In [10]:
import requests
import json
import pandas as pd
import psycopg2

Ingest

In [None]:
DATA_DIR = "../../data"
NUMBER_OF_ROWS = None
daily_revenue_df = pd.read_excel(
    f"{DATA_DIR}/Doanh _thu_ngay.xlsx", 
    parse_dates=True,
    nrows=NUMBER_OF_ROWS,
)

daily_revenue_df['ISSUE_DATE'] = pd.to_datetime(
    daily_revenue_df['ISSUE_DATE'], 
)

In [None]:
for idx, row in daily_revenue_df.iterrows():
    if idx >= 217950:
        sub_id = row["SUB_ID"]
        issue_date: pd.Timestamp = row['ISSUE_DATE']

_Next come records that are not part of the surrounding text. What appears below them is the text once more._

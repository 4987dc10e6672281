//! Fan-out pub/sub bus for `user:<id>:events` (§4.1, §4.10).
//!
//! Unlike the named queues, this is not a durable log: on publisher
//! failure messages are dropped, and a subscriber only receives events
//! published after it subscribes. Built on Redis Pub/Sub rather than
//! Streams because streaming-outlet consumers want fan-out-and-forget, not
//! an ack'd durable log.

use super::{QueueError, Result};
use redis::{AsyncCommands, Client};
use serde::Serialize;
use tokio::sync::mpsc;
use tracing::{debug, warn};

pub struct EventBus {
    client: Client,
}

impl EventBus {
    /// # Errors
    /// Returns [`QueueError::Transient`] if the Redis URL cannot be parsed.
    pub fn new(redis_url: &str) -> Result<Self> {
        let client =
            Client::open(redis_url).map_err(|e| QueueError::Transient(e.to_string()))?;
        Ok(Self { client })
    }

    #[must_use]
    pub fn user_channel(user_id: &str) -> String {
        format!("user:{user_id}:events")
    }

    /// Publish a JSON-serializable event to a channel. Ordering is
    /// preserved within a single channel (Redis Pub/Sub guarantee).
    ///
    /// # Errors
    /// Returns [`QueueError::Transient`] if the publish fails, or
    /// [`QueueError::Validation`] if serialization fails.
    pub async fn publish<T: Serialize>(&self, channel: &str, event: &T) -> Result<()> {
        let json =
            serde_json::to_string(event).map_err(|e| QueueError::Validation(e.to_string()))?;
        let mut conn = self
            .client
            .get_multiplexed_async_connection()
            .await
            .map_err(|e| QueueError::Transient(e.to_string()))?;
        let receivers: i64 = conn
            .publish(channel, json)
            .await
            .map_err(|e| QueueError::Transient(e.to_string()))?;
        debug!(channel, receivers, "published event");
        Ok(())
    }

    /// Subscribe to a channel, returning an `mpsc::Receiver` of raw JSON
    /// strings fed by a background task. Dropping the receiver cancels the
    /// subscription.
    ///
    /// # Errors
    /// Returns [`QueueError::Transient`] if the pub/sub connection fails.
    pub async fn subscribe(&self, channel: &str) -> Result<mpsc::Receiver<String>> {
        let pubsub_conn = self
            .client
            .get_async_pubsub()
            .await
            .map_err(|e| QueueError::Transient(e.to_string()))?;
        let (tx, rx) = mpsc::channel(256);
        let channel = channel.to_string();

        tokio::spawn(async move {
            let mut pubsub_conn = pubsub_conn;
            if let Err(e) = pubsub_conn.subscribe(&channel).await {
                warn!(error = %e, channel, "subscribe failed");
                return;
            }
            let mut stream = pubsub_conn.on_message();
            use futures_util::StreamExt as _;
            while let Some(msg) = stream.next().await {
                let payload: String = match msg.get_payload() {
                    Ok(p) => p,
                    Err(_) => continue,
                };
                if tx.send(payload).await.is_err() {
                    break; // receiver dropped, subscription cancelled
                }
            }
        });

        Ok(rx)
    }
}

#[cfg(test)]
#[cfg_attr(coverage_nightly, coverage(off))]
mod tests {
    use super::*;

    #[test]
    fn user_channel_is_namespaced() {
        assert_eq!(EventBus::user_channel("abc"), "user:abc:events");
    }

    #[test]
    fn new_bus_rejects_malformed_url() {
        assert!(EventBus::new("not a url").is_err());
    }
}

        sub_id = str(sub_id)
        issue_date = str(issue_date)

        body = {
            "key": issue_date,
            "value": sub_id,
        }

        # print(f"Ingest data of date {issue_date}", json.dumps(body))
        
        res = requests.post(
            "http://127.0.0.1:5000/hyperbloom/hash", 
            data=json.dumps(body),
            headers={
                "Content-Type": "application/json"
            }
        )

        if res.status_code >= 400:
            print("Got the error:", res.text)
            break
        
    if idx % 50 == 0:
        print("Record", idx, row["ISSUE_DATE"], row["SUB_ID"])

Check existence

In [3]:
body = {"key": "2023-06-06 00:00:00", "value": "40751872"}
res = requests.post(
    "http://127.0.0.1:5000/hyperbloom/exists", 
    data=json.dumps(body),
    headers={
        "Content-Type": "application/json"
    }
)
print(res.text)

(40751872) ⪽ (2023-06-06 00:00:00) = true



Check cardinality

In [4]:
body = {"key": "2023-11-07 00:00:00"}
res = requests.get(
    f"http://127.0.0.1:5000/hyperbloom/card?key={body['key']}",
)
print(res.text)

Cardinality (bloom, hyperloglog) = (1510, 1504)


Check sim

In [7]:
body = {
    "key_1": "2023-11-07 00:00:00",
    "key_2": "2023-11-08 00:00:00",
}
res = requests.post(
    f"http://127.0.0.1:5000/hyperbloom/sim",
    data=json.dumps(body),
    headers={
        "Content-Type": "application/json"
    }
)
print(res.text)

Jaccard similarity = 0.423215


Check chaining exists 

In [5]:
body = {
    "keys": [
        "2023-01-07 00:00:00",
        "2023-01-08 00:00:00",
        # "2023-01-06 00:00:00",
    ],
    "value": "43914221",
    "operator": "AND",
}
res = requests.post(
    f"http://127.0.0.1:5000/hyperbloom/exists/chaining",
    data=json.dumps(body),
    headers={
        "Content-Type": "application/json"
    }
)
print(res.text)

AND chaining exists = true


In [6]:
body = {
    "keys": [
        "2023-01-07 00:00:00",
        "2023-01-08 00:00:00",
        # "2023-01-06 00:00:00",
    ],
    "value": "43914221",
    "operator": "OR",
}
res = requests.post(
    f"http://127.0.0.1:5000/hyperbloom/exists/chaining",
    data=json.dumps(body),
    headers={
        "Content-Type": "application/json"
    }
)
print(res.text)

OR chaining exists = true


Archive data

In [13]:
query = "COPY (SELECT * FROM bloom_filters) TO stdout DELIMITER ',' CSV HEADER"

host     = "127.0.0.1" 
port     = 5432
user     = "admin" 
password = "123" 
dbname   = "postgres"

connstr = f"postgresql://{user}:{password}@{host}:{port}/{dbname}"
conn = psycopg2.connect(connstr)
cursor = conn.cursor()

with open("blooms.txt", "w") as file:
    cursor.copy_to(file, "bloom_filters")